Pencurian sepeda motor dengan modus penipuan marak terjadi di beberapa daerah, termasuk Cimanggis, Depok. Kasus yang melibatkan penipuan dengan alasan mencari kontrakan ini mencuri perhatian publik dan pihak kepolisian.
Satu peristiwa yang mencolok terjadi pada 14 Juni 2026, di mana seorang korban mengalami kehilangan sepeda motor setelah ditipu oleh seseorang yang berpura-pura ingin menyewa kontrakan. Kejadian ini menunjukan bagaimana pelaku dapat dengan mudah memanfaatkan kepercayaan orang lain untuk melakukan tindakan kriminal.
Polres Metro Depok telah menggelar proses penyelidikan terkait kasus ini dan melakukan pengejaran terhadap pelaku. Kejadian ini menjadi pengingat bagi masyarakat untuk lebih berhati-hati terhadap orang-orang yang tidak dikenal.
Mengungkap Kasus Pencurian Sepeda Motor dengan Penipuan di Cimanggis
Kepala Sub Bagian Humas Polres Metro Depok, AKP Made Budi, mengkonfirmasi bahwa pihaknya tengah menyelidiki kasus pencurian yang terjadi pada 14 Juni. Dia menekankan bahwa tindakan penipuan dengan modus mencari kontrakan bukanlah hal baru di area tersebut.

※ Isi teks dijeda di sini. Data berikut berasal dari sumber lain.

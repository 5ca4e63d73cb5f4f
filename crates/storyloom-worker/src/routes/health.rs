//! Liveness endpoint.

use axum::{Json, Router, routing::get};
use serde::Serialize;

use crate::state::AppState;

/// Health check response.
#[derive(Serialize)]
pub struct HealthResponse {
    /// Service status.
    pub status: &'static str,
    /// Worker version.
    pub version: &'static str,
}

/// GET /health
async fn health_check() -> Json<HealthResponse> {
    Json(HealthResponse {
        status: "ok",
        version: env!("CARGO_PKG_VERSION"),
    })
}

/// Returns the health check router.
pub fn router() -> Router<AppState> {
    Router::new().route("/health", get(health_check))
}
//! Reddit implementation of [`CommentSource`].

use std::time::Duration;

use async_trait::async_trait;
use serde::Deserialize;
use storyloom_core::story_id::StoryId;
use tracing::debug;

use crate::error::CommentError;
use crate::source::{Comment, CommentSource};

const API_BASE: &str = "https://oauth.reddit.com";

/// Reddit OAuth client for a story post's comments.
#[derive(Debug, Clone)]
pub struct RedditCommentSource {
    client: reqwest::Client,
    access_token: String,
    base_url: String,
}

impl RedditCommentSource {
    /// Creates a client authenticated with a bearer `access_token`.
    ///
    /// # Errors
    ///
    /// Returns `CommentError::Network` if the HTTP client cannot be built.
    pub fn new(
        access_token: impl Into<String>,
        user_agent: impl Into<String>,
    ) -> Result<Self, CommentError> {
        let client = reqwest::Client::builder()
            .user_agent(user_agent.into())
            .timeout(Duration::from_secs(30))
            .build()
            .map_err(|e| CommentError::Network(e.to_string()))?;
        Ok(Self {
            client,
            access_token: access_token.into(),
            base_url: API_BASE.to_owned(),
        })
    }

    /// Overrides the API base URL.
    #[must_use]
    pub fn with_base_url(mut self, base_url: impl Into<String>) -> Self {
        self.base_url = base_url.into().trim_end_matches('/').to_owned();
        self
    }

    async fn checked(response: reqwest::Response) -> Result<reqwest::Response, CommentError> {
        if response.status().is_success() {
            return Ok(response);
        }
        let status = response.status().as_u16();
        let message = response.text().await.unwrap_or_default();
        Err(CommentError::Api { status, message })
    }
}

#[async_trait]
impl CommentSource for RedditCommentSource {
    async fn list_top_comments(
        &self,
        story_id: &StoryId,
        limit: usize,
    ) -> Result<Vec<Comment>, CommentError> {
        let limit = limit.to_string();
        let response = self
            .client
            .get(format!("{}/comments/{}", self.base_url, story_id.as_str()))
            .bearer_auth(&self.access_token)
            .query(&[("sort", "top"), ("limit", limit.as_str()), ("depth", "1")])
            .send()
            .await
            .map_err(|e| CommentError::Network(e.to_string()))?;
        let body = Self::checked(response)
            .await?
            .text()
            .await
            .map_err(|e| CommentError::Network(e.to_string()))?;
        let comments = parse_comment_listing(&body)?;
        debug!(story_id = %story_id, count = comments.len(), "comments listed");
        Ok(comments)
    }

    async fn remove_comment(&self, comment_id: &str) -> Result<(), CommentError> {
        let fullname = format!("t1_{comment_id}");
        let response = self
            .client
            .post(format!("{}/api/remove", self.base_url))
            .bearer_auth(&self.access_token)
            .form(&[("id", fullname.as_str()), ("spam", "false")])
            .send()
            .await
            .map_err(|e| CommentError::Network(e.to_string()))?;
        Self::checked(response).await?;
        Ok(())
    }
}

#[derive(Debug, Deserialize)]
struct Listing {
    data: ListingData,
}

#[derive(Debug, Deserialize)]
struct ListingData {
    #[serde(default)]
    children: Vec<Thing>,
}

#[derive(Debug, Deserialize)]
struct Thing {
    kind: String,
    data: serde_json::Value,
}

#[derive(Debug, Deserialize)]
struct CommentData {
    id: String,
    #[serde(default)]
    body: String,
    author: Option<String>,
    #[serde(default)]
    score: i64,
}

/// Extracts top-level comments from a `[post, comments]` listing pair.
///
/// `more` placeholders and other non-comment things are dropped.
fn parse_comment_listing(body: &str) -> Result<Vec<Comment>, CommentError> {
    let listings: Vec<Listing> =
        serde_json::from_str(body).map_err(|e| CommentError::Malformed(e.to_string()))?;
    let Some(comments) = listings.into_iter().nth(1) else {
        return Err(CommentError::Malformed("missing comment listing".into()));
    };
    comments
        .data
        .children
        .into_iter()
        .filter(|thing| thing.kind == "t1")
        .map(|thing| {
            let data: CommentData = serde_json::from_value(thing.data)
                .map_err(|e| CommentError::Malformed(e.to_string()))?;
            Ok(Comment {
                id: data.id,
                body: data.body,
                author: data.author.unwrap_or_else(|| "[deleted]".into()),
                score: data.score,
            })
        })
        .collect()
}
//! Comment collaborator errors.

use thiserror::Error;

/// Failure talking to the comment collaborator.
#[derive(Debug, Clone, PartialEq, Eq, Error)]
pub enum CommentError {
    /// The request never got a response.
    #[error("network error: {0}")]
    Network(String),

    /// The collaborator answered with a non-success status.
    #[error("API error (status {status}): {message}")]
    Api {
        /// HTTP status.
        status: u16,
        /// Response text.
        message: String,
    },

    /// The response body could not be decoded.
    #[error("malformed response: {0}")]
    Malformed(String),
}
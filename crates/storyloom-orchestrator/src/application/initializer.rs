//! Story initialization: chapter 1, registration and the first registry entry.

use storyloom_core::error::DomainError;
use storyloom_core::story_id::StoryId;
use storyloom_generation::generator::{ChapterRequest, GeneratedImage};
use storyloom_stories::domain::story::{Chapter, Story};
use tracing::{info, instrument, warn};

use super::orchestrator::Orchestrator;
use crate::domain::commands::InitializeStory;

/// Handles the `InitializeStory` command: generates chapter 1 from the seed
/// prompt, writes the story and registers it for daily unlocks.
///
/// # Errors
///
/// Returns `DomainError::Validation` for a blank title, a zero chapter count
/// or an invalid post id. Returns `DomainError::Infrastructure` if chapter 1
/// cannot be generated, in which case nothing is written, or the store's error
/// if the story cannot be written or registered.
#[instrument(
    skip_all,
    fields(correlation_id = %command.correlation_id, post_id = %command.post_id)
)]
pub async fn initialize_story(
    command: &InitializeStory,
    orchestrator: &Orchestrator,
) -> Result<(StoryId, Story), DomainError> {
    let story_id = StoryId::parse(&command.post_id)?;
    if command.title.trim().is_empty() {
        return Err(DomainError::Validation("story title must not be blank".into()));
    }
    if command.total_chapters == 0 {
        return Err(DomainError::Validation("totalChapters must be at least 1".into()));
    }

    let generator = orchestrator.generator();
    let request = ChapterRequest {
        context: command.seed_prompt.clone(),
        total_chapters: command.total_chapters,
        chapter_number: 1,
        audience_hint: String::new(),
    };
    let generated = generator
        .generate_chapter(&request)
        .await
        .map_err(|e| DomainError::Infrastructure(format!("chapter 1 generation failed: {e}")))?;

    let image = generator
        .generate_image(&generated.text)
        .await
        .first()
        .map(GeneratedImage::to_data_uri)
        .unwrap_or_default();
    if image.is_empty() {
        warn!(story_id = %story_id, "chapter 1 stored without illustration");
    }

    let now = orchestrator.clock().now();
    let story = Story::new(
        command.title.trim(),
        command.total_chapters,
        Chapter {
            content: generated.text,
            image,
            top_comment: String::new(),
            unlocked_at: now,
        },
        now,
    )?;

    orchestrator.stories().set(&story_id, &story).await?;
    let newly_registered = orchestrator.registry().register(&story_id).await?;
    if let Err(e) = orchestrator
        .registry()
        .upsert(&story_id, story.summary())
        .await
    {
        warn!(story_id = %story_id, error = %e, "registry entry deferred to the next rebuild");
    }

    info!(
        story_id = %story_id,
        total_chapters = story.total_chapters(),
        newly_registered,
        "story initialized"
    );
    Ok((story_id, story))
}

#[cfg(test)]
mod tests {
    use std::sync::Arc;

    use chrono::{TimeZone, Utc};
    use storyloom_test_support::{
        FailingKvStore, FixedClock, InMemoryCommentSource, InMemoryKvStore, RecordingScheduler,
        ScriptedGenerator,
    };
    use uuid::Uuid;

    use super::*;
    use crate::application::orchestrator::OrchestratorConfig;

    fn orchestrator_with(
        kv: Arc<dyn storyloom_core::kv::KeyValueStore>,
        generator: ScriptedGenerator,
    ) -> Orchestrator {
        Orchestrator::new(
            kv,
            Arc::new(generator),
            Arc::new(InMemoryCommentSource::new()),
            Arc::new(RecordingScheduler::new()),
            Arc::new(FixedClock(Utc.with_ymd_and_hms(2026, 3, 1, 9, 0, 0).unwrap())),
            OrchestratorConfig::default(),
        )
    }

    fn command(post_id: &str, title: &str, total_chapters: u32) -> InitializeStory {
        InitializeStory {
            correlation_id: Uuid::new_v4(),
            post_id: post_id.into(),
            title: title.into(),
            total_chapters,
            seed_prompt: "A cartographer maps a city that rearranges itself.".into(),
        }
    }

    #[tokio::test]
    async fn test_initialize_story_writes_registers_and_lists() {
        // Arrange
        let kv = Arc::new(InMemoryKvStore::new());
        let orchestrator = orchestrator_with(kv.clone(), ScriptedGenerator::new());

        // Act
        let (story_id, story) =
            initialize_story(&command("t3_Map1", "Shifting Streets", 4), &orchestrator)
                .await
                .unwrap();

        // Assert
        assert_eq!(story_id.as_str(), "map1");
        assert_eq!(story.current_chapter(), 1);
        assert_eq!(story.chapters()[&1].content, "Unlocked chapter 1 of 4.");
        assert!(!story.chapters()[&1].image.is_empty());
        assert!(kv.contains("story:map1"));
        assert_eq!(
            orchestrator.registry().story_ids().await.unwrap(),
            [story_id.clone()]
        );
        let listed = orchestrator.registry().list().await.unwrap();
        assert_eq!(listed.get(&story_id).unwrap().title, "Shifting Streets");
    }

    #[tokio::test]
    async fn test_initialize_story_rejects_zero_chapters_and_blank_title() {
        let orchestrator =
            orchestrator_with(Arc::new(InMemoryKvStore::new()), ScriptedGenerator::new());

        let zero = initialize_story(&command("abc", "Title", 0), &orchestrator).await;
        let blank = initialize_story(&command("abc", "   ", 3), &orchestrator).await;
        let bad_id = initialize_story(&command("a b", "Title", 3), &orchestrator).await;

        assert!(matches!(zero, Err(DomainError::Validation(_))));
        assert!(matches!(blank, Err(DomainError::Validation(_))));
        assert!(matches!(bad_id, Err(DomainError::Validation(_))));
    }

    #[tokio::test]
    async fn test_generation_failure_writes_nothing() {
        // Arrange
        let kv = Arc::new(InMemoryKvStore::new());
        let orchestrator = orchestrator_with(
            kv.clone(),
            ScriptedGenerator::new().failing_when_context_contains("cartographer"),
        );

        // Act
        let result = initialize_story(&command("abc", "Title", 3), &orchestrator).await;

        // Assert
        assert!(matches!(result, Err(DomainError::Infrastructure(_))));
        assert!(kv.writes().is_empty());
    }

    #[tokio::test]
    async fn test_store_failure_is_returned() {
        let orchestrator = orchestrator_with(Arc::new(FailingKvStore), ScriptedGenerator::new());

        let result = initialize_story(&command("abc", "Title", 3), &orchestrator).await;

        assert!(matches!(result, Err(DomainError::Infrastructure(_))));
    }
}
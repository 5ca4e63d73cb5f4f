//! Storyloom — Comment Harvester.
//!
//! Reads the audience's top comment as steering input for the next chapter
//! and clears a story's comments once that chapter is unlocked.

pub mod error;
pub mod harvester;
pub mod reddit;
pub mod source;
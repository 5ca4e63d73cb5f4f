//! Normalized story identifiers.
//!
//! A story is addressed by the id of the discussion post it lives on. Hosts
//! hand that id over in several shapes (`t3_abc123`, `T3_ABC123`, ` abc123 `),
//! so every key is derived from the normalized form only.

use std::fmt;

use serde::{Deserialize, Deserializer, Serialize, Serializer};

use crate::error::DomainError;

const POST_FULLNAME_PREFIX: &str = "t3_";

/// A normalized story/post identifier.
#[derive(Debug, Clone, PartialEq, Eq, PartialOrd, Ord, Hash)]
pub struct StoryId(String);

impl StoryId {
    /// Normalizes `raw`: trims whitespace, strips a `t3_` prefix in any case,
    /// and lowercases.
    ///
    /// # Errors
    ///
    /// Returns `DomainError::Validation` if nothing is left after normalization
    /// or the id contains whitespace or a `:` key separator.
    pub fn parse(raw: &str) -> Result<Self, DomainError> {
        let trimmed = raw.trim();
        let bare = match trimmed.get(..POST_FULLNAME_PREFIX.len()) {
            Some(prefix) if prefix.eq_ignore_ascii_case(POST_FULLNAME_PREFIX) => {
                &trimmed[POST_FULLNAME_PREFIX.len()..]
            }
            _ => trimmed,
        };
        let normalized = bare.to_ascii_lowercase();
        if normalized.is_empty() {
            return Err(DomainError::Validation(format!("invalid story id: {raw:?}")));
        }
        if normalized.chars().any(|c| c.is_whitespace() || c == ':') {
            return Err(DomainError::Validation(format!(
                "story id contains forbidden characters: {raw:?}"
            )));
        }
        Ok(Self(normalized))
    }

    /// The normalized id.
    #[must_use]
    pub fn as_str(&self) -> &str {
        &self.0
    }

    /// The post fullname (`t3_{id}`) the discussion platform expects.
    #[must_use]
    pub fn fullname(&self) -> String {
        format!("{POST_FULLNAME_PREFIX}{}", self.0)
    }

    /// The durable key of this story's document.
    #[must_use]
    pub fn document_key(&self) -> String {
        format!("story:{}", self.0)
    }
}

impl fmt::Display for StoryId {
    fn fmt(&self, f: &mut fmt::Formatter<'_>) -> fmt::Result {
        f.write_str(&self.0)
    }
}

impl Serialize for StoryId {
    fn serialize<S: Serializer>(&self, serializer: S) -> Result<S::Ok, S::Error> {
        serializer.serialize_str(&self.0)
    }
}

impl<'de> Deserialize<'de> for StoryId {
    fn deserialize<D: Deserializer<'de>>(deserializer: D) -> Result<Self, D::Error> {
        let raw = String::deserialize(deserializer)?;
        Self::parse(&raw).map_err(serde::de::Error::custom)
    }
}
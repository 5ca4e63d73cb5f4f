//! Story Registry — the self-healing summary map of advancing stories.
//!
//! The persisted map is always an output of [`StoryRegistry::rebuild`]. Between
//! rebuilds it is only touched through [`StoryRegistry::upsert`], and any drift
//! that leaves behind is corrected by the next cycle's rebuild.

use std::sync::Arc;
use std::time::Duration;

use storyloom_core::error::DomainError;
use storyloom_core::kv::{self, KeyValueStore};
use storyloom_core::story_id::StoryId;
use tracing::{debug, info, warn};

use super::story_store::StoryStore;
use crate::domain::registry::{ActiveStories, ActiveStoryEntry};

/// Key of the durable list of every story id ever initialized.
pub const STORY_IDS_KEY: &str = "story_ids";

/// Key of the persisted registry map.
pub const ACTIVE_STORIES_KEY: &str = "active_stories";

/// Maintains the story-id list and the derived registry map.
#[derive(Debug, Clone)]
pub struct StoryRegistry {
    kv: Arc<dyn KeyValueStore>,
    stories: StoryStore,
    ttl: Duration,
}

impl StoryRegistry {
    /// Creates a registry reading documents through `stories`.
    #[must_use]
    pub fn new(kv: Arc<dyn KeyValueStore>, stories: StoryStore, ttl: Duration) -> Self {
        Self { kv, stories, ttl }
    }

    /// The durable story-id list, in registration order.
    ///
    /// # Errors
    ///
    /// Returns `DomainError::Corrupted` if the list is unreadable, or the
    /// store's error if loading fails.
    pub async fn story_ids(&self) -> Result<Vec<StoryId>, DomainError> {
        Ok(kv::get_json(self.kv.as_ref(), STORY_IDS_KEY)
            .await?
            .unwrap_or_default())
    }

    /// Adds `id` to the story-id list. Returns `false` if it was already there.
    ///
    /// # Errors
    ///
    /// Returns the store's error if reading or writing the list fails.
    pub async fn register(&self, id: &StoryId) -> Result<bool, DomainError> {
        let mut ids = self.story_ids().await?;
        if ids.contains(id) {
            return Ok(false);
        }
        ids.push(id.clone());
        kv::set_json(self.kv.as_ref(), STORY_IDS_KEY, &ids, self.ttl).await?;
        Ok(true)
    }

    /// Rebuilds the registry from the given ids and their story documents.
    ///
    /// Ids whose document is missing, unreadable or cannot be loaded are left
    /// out. The result is persisted; a failed write is logged and the rebuilt
    /// map is still returned.
    pub async fn rebuild(&self, story_ids: &[StoryId]) -> ActiveStories {
        let mut rebuilt = ActiveStories::new();
        for id in story_ids {
            match self.stories.get(id).await {
                Ok(Some(story)) => rebuilt.insert(id.clone(), story.summary()),
                Ok(None) => {
                    warn!(story_id = %id, "story document missing, dropping from registry");
                }
                Err(e) if e.is_state_corruption() => {
                    warn!(
                        story_id = %id,
                        error = %e,
                        "story document unreadable, dropping from registry"
                    );
                }
                Err(e) => {
                    warn!(
                        story_id = %id,
                        error = %e,
                        "story document could not be loaded, dropping from registry"
                    );
                }
            }
        }

        if let Err(e) =
            kv::set_json(self.kv.as_ref(), ACTIVE_STORIES_KEY, &rebuilt, self.ttl).await
        {
            warn!(error = %e, "failed to persist rebuilt registry");
        }

        info!(
            known = story_ids.len(),
            registered = rebuilt.len(),
            advancing = rebuilt.advancing_count(),
            "registry rebuilt"
        );
        rebuilt
    }

    /// Replaces one summary in the persisted registry.
    ///
    /// # Errors
    ///
    /// Returns the store's error if reading or writing the registry fails.
    pub async fn upsert(&self, id: &StoryId, entry: ActiveStoryEntry) -> Result<(), DomainError> {
        let mut current = self.list().await?;
        current.insert(id.clone(), entry);
        kv::set_json(self.kv.as_ref(), ACTIVE_STORIES_KEY, &current, self.ttl).await?;
        debug!(story_id = %id, "registry entry upserted");
        Ok(())
    }

    /// The persisted registry. Absent reads as empty.
    ///
    /// # Errors
    ///
    /// Returns `DomainError::Corrupted` if the map is unreadable, or the
    /// store's error if loading fails.
    pub async fn list(&self) -> Result<ActiveStories, DomainError> {
        Ok(kv::get_json(self.kv.as_ref(), ACTIVE_STORIES_KEY)
            .await?
            .unwrap_or_default())
    }
}
//! Application services for the Orchestrator.

pub mod initializer;
pub mod orchestrator;
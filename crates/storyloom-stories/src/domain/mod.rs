//! Domain model for the Stories context.

pub mod registry;
pub mod story;
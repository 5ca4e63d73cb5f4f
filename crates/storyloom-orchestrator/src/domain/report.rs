//! Per-step results returned for logs and tests.

use chrono::{DateTime, Utc};
use serde::Serialize;
use storyloom_core::story_id::StoryId;
use uuid::Uuid;

use super::state::StateTrail;

/// Why a story was left untouched without an error.
#[derive(Debug, Clone, Copy, PartialEq, Eq, Serialize)]
#[serde(rename_all = "snake_case")]
pub enum SkipReason {
    /// Every chapter is already unlocked.
    Complete,
    /// No story document exists.
    Missing,
    /// The story document cannot be read.
    Unreadable,
}

/// Which stage of advancing a story failed.
#[derive(Debug, Clone, Copy, PartialEq, Eq, Serialize)]
#[serde(rename_all = "snake_case")]
pub enum FailureStage {
    /// Loading the story document.
    Load,
    /// Generating the chapter.
    Generation,
    /// Writing the story document.
    Persist,
}

/// What happened to one story in a batch.
#[derive(Debug, Clone, PartialEq, Eq, Serialize)]
#[serde(tag = "outcome", rename_all = "snake_case")]
pub enum StoryOutcome {
    /// A chapter was unlocked and written.
    Advanced {
        /// The story.
        story_id: StoryId,
        /// Number of the unlocked chapter.
        chapter: u32,
        /// Whether an illustration was stored.
        illustrated: bool,
        /// Whether the registry entry was updated.
        registry_updated: bool,
        /// Comments removed after the unlock.
        comments_removed: usize,
        /// Comments whose removal failed.
        comments_failed: usize,
    },
    /// Nothing to do.
    Skipped {
        /// The story.
        story_id: StoryId,
        /// Why.
        reason: SkipReason,
    },
    /// The story was left unchanged this cycle.
    Failed {
        /// The story.
        story_id: StoryId,
        /// Stage that failed.
        stage: FailureStage,
        /// Error text.
        error: String,
    },
}

impl StoryOutcome {
    /// The story this outcome is for.
    #[must_use]
    pub fn story_id(&self) -> &StoryId {
        match self {
            Self::Advanced { story_id, .. }
            | Self::Skipped { story_id, .. }
            | Self::Failed { story_id, .. } => story_id,
        }
    }
}

/// The continuation a step handed to the scheduler.
#[derive(Debug, Clone, PartialEq, Eq, Serialize)]
#[serde(rename_all = "camelCase")]
pub struct ScheduledContinuation {
    /// Host job id.
    pub job_id: String,
    /// Batch the continuation will run.
    pub batch_number: u32,
    /// Ids the continuation carries.
    pub post_ids: Vec<StoryId>,
    /// When it fires.
    pub run_at: DateTime<Utc>,
}

/// Result of one daily cycle step or continuation step.
#[derive(Debug, Clone, PartialEq, Eq, Serialize)]
#[serde(rename_all = "camelCase")]
pub struct StepReport {
    /// Correlates every log line of the step.
    pub correlation_id: Uuid,
    /// `daily_unlock` or `unlock_batch`.
    pub trigger: &'static str,
    /// Batch processed, zero when none ran.
    pub batch_number: u32,
    /// Batches in the cycle.
    pub total_batches: u32,
    /// One entry per processed id, in processing order.
    pub outcomes: Vec<StoryOutcome>,
    /// The next batch, if one was scheduled.
    pub continuation: Option<ScheduledContinuation>,
    /// States the step passed through.
    pub states: StateTrail,
    /// Wall time spent advancing the batch, in milliseconds.
    pub elapsed_ms: i64,
}

impl StepReport {
    pub(crate) fn new(correlation_id: Uuid, trigger: &'static str) -> Self {
        Self {
            correlation_id,
            trigger,
            batch_number: 0,
            total_batches: 0,
            outcomes: Vec::new(),
            continuation: None,
            states: StateTrail::new(),
            elapsed_ms: 0,
        }
    }

    /// Ids processed in this step.
    #[must_use]
    pub fn processed(&self) -> Vec<&StoryId> {
        self.outcomes.iter().map(StoryOutcome::story_id).collect()
    }

    /// Ids that gained a chapter.
    #[must_use]
    pub fn advanced(&self) -> Vec<&StoryId> {
        self.filter_ids(|o| matches!(o, StoryOutcome::Advanced { .. }))
    }

    /// Ids skipped without error.
    #[must_use]
    pub fn skipped(&self) -> Vec<&StoryId> {
        self.filter_ids(|o| matches!(o, StoryOutcome::Skipped { .. }))
    }

    /// Ids that failed and stay unchanged.
    #[must_use]
    pub fn failed(&self) -> Vec<&StoryId> {
        self.filter_ids(|o| matches!(o, StoryOutcome::Failed { .. }))
    }

    fn filter_ids(&self, keep: impl Fn(&StoryOutcome) -> bool) -> Vec<&StoryId> {
        self.outcomes
            .iter()
            .filter(|o| keep(o))
            .map(StoryOutcome::story_id)
            .collect()
    }
}
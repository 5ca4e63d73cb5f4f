//! Inbound trigger messages.
//!
//! The host hands the engine untyped JSON. It is decoded into the closed
//! [`TriggerMessage`] union and validated before any work starts; unknown
//! `type` tags fail decoding.

use serde::{Deserialize, Serialize};

use crate::error::DomainError;
use crate::story_id::StoryId;

/// Payload of a deferred batch continuation.
#[derive(Debug, Clone, PartialEq, Eq, Serialize, Deserialize)]
#[serde(rename_all = "camelCase", deny_unknown_fields)]
pub struct BatchContinuation {
    /// 1-based number of the batch to process.
    pub batch_number: u32,
    /// Total number of batches in this cycle.
    pub total_batches: u32,
    /// Story ids belonging to this batch, in processing order.
    pub post_ids: Vec<StoryId>,
    /// Batches after this one, fixed when the cycle was planned.
    #[serde(default, skip_serializing_if = "Vec::is_empty")]
    pub remaining_batches: Vec<Vec<StoryId>>,
}

impl BatchContinuation {
    /// Checks the payload's numbering and contents.
    ///
    /// # Errors
    ///
    /// Returns `DomainError::Validation` if the batch number is zero or above
    /// the total, if the id list is empty, or if the remaining batches overrun
    /// the total or contain an empty batch.
    pub fn validate(&self) -> Result<(), DomainError> {
        if self.batch_number == 0 {
            return Err(DomainError::Validation("batchNumber must be at least 1".into()));
        }
        if self.batch_number > self.total_batches {
            return Err(DomainError::Validation(format!(
                "batchNumber {} exceeds totalBatches {}",
                self.batch_number, self.total_batches
            )));
        }
        if self.post_ids.is_empty() {
            return Err(DomainError::Validation("postIds must not be empty".into()));
        }
        let remaining = u32::try_from(self.remaining_batches.len()).unwrap_or(u32::MAX);
        if self.batch_number.saturating_add(remaining) > self.total_batches {
            return Err(DomainError::Validation(format!(
                "{remaining} remaining batches after batch {} exceed totalBatches {}",
                self.batch_number, self.total_batches
            )));
        }
        if self.remaining_batches.iter().any(Vec::is_empty) {
            return Err(DomainError::Validation(
                "remainingBatches must not contain empty batches".into(),
            ));
        }
        Ok(())
    }
}

/// Every message the engine accepts from its host.
#[derive(Debug, Clone, PartialEq, Eq, Serialize, Deserialize)]
#[serde(tag = "type", rename_all = "snake_case")]
pub enum TriggerMessage {
    /// The parameterless daily wall-clock trigger.
    DailyUnlock,
    /// A deferred continuation carrying the next batch.
    UnlockBatch(BatchContinuation),
}

impl TriggerMessage {
    /// Decodes and validates a raw host message.
    ///
    /// # Errors
    ///
    /// Returns `DomainError::Validation` for unknown tags, malformed fields or
    /// an invalid continuation payload.
    pub fn from_json(value: serde_json::Value) -> Result<Self, DomainError> {
        let message: Self = serde_json::from_value(value)
            .map_err(|e| DomainError::Validation(format!("unrecognized trigger message: {e}")))?;
        message.validate()?;
        Ok(message)
    }

    /// Validates the payload of an already-decoded message.
    ///
    /// # Errors
    ///
    /// Returns `DomainError::Validation` if a continuation payload is invalid.
    pub fn validate(&self) -> Result<(), DomainError> {
        match self {
            Self::DailyUnlock => Ok(()),
            Self::UnlockBatch(continuation) => continuation.validate(),
        }
    }

    /// Short name used in logs.
    #[must_use]
    pub fn kind(&self) -> &'static str {
        match self {
            Self::DailyUnlock => "daily_unlock",
            Self::UnlockBatch(_) => "unlock_batch",
        }
    }
}
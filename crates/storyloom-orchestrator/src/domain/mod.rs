//! Domain model for the Orchestrator.

pub mod batch;
pub mod commands;
pub mod report;
pub mod state;
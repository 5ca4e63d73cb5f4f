//! Wall-clock abstraction so cycles and continuations can be replayed in tests.

use chrono::{DateTime, TimeDelta, Utc};

/// Source of the current time for unlock timestamps and continuation deadlines.
pub trait Clock: Send + Sync {
    /// Returns the current time.
    fn now(&self) -> DateTime<Utc>;

    /// Time elapsed between `start` and now, clamped at zero when the clock
    /// reads earlier than `start`.
    fn elapsed_since(&self, start: DateTime<Utc>) -> TimeDelta {
        (self.now() - start).max(TimeDelta::zero())
    }
}

impl std::fmt::Debug for dyn Clock {
    fn fmt(&self, f: &mut std::fmt::Formatter<'_>) -> std::fmt::Result {
        write!(f, "dyn Clock({})", self.now())
    }
}

/// Production clock backed by `Utc::now`.
#[derive(Debug, Clone, Copy, Default)]
pub struct SystemClock;

impl Clock for SystemClock {
    fn now(&self) -> DateTime<Utc> {
        Utc::now()
    }
}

Menurut Made, pelaku datang ke kontrakan yang dihuni oleh korban pada 13 Juni, dengan alasan ingin menyewa tempat tinggal. Korban, yang merupakan kepercayaan pemilik kontrakan, tidak menaruh curiga terhadap niat pelaku.
Setelah pertemuan awal itu, pelaku dan korban sepakat untuk bertemu kembali untuk membahas detil sewa. Saat itulah pelaku mulai mengamati situasi di sekitar kontrakan untuk menjalankan aksinya.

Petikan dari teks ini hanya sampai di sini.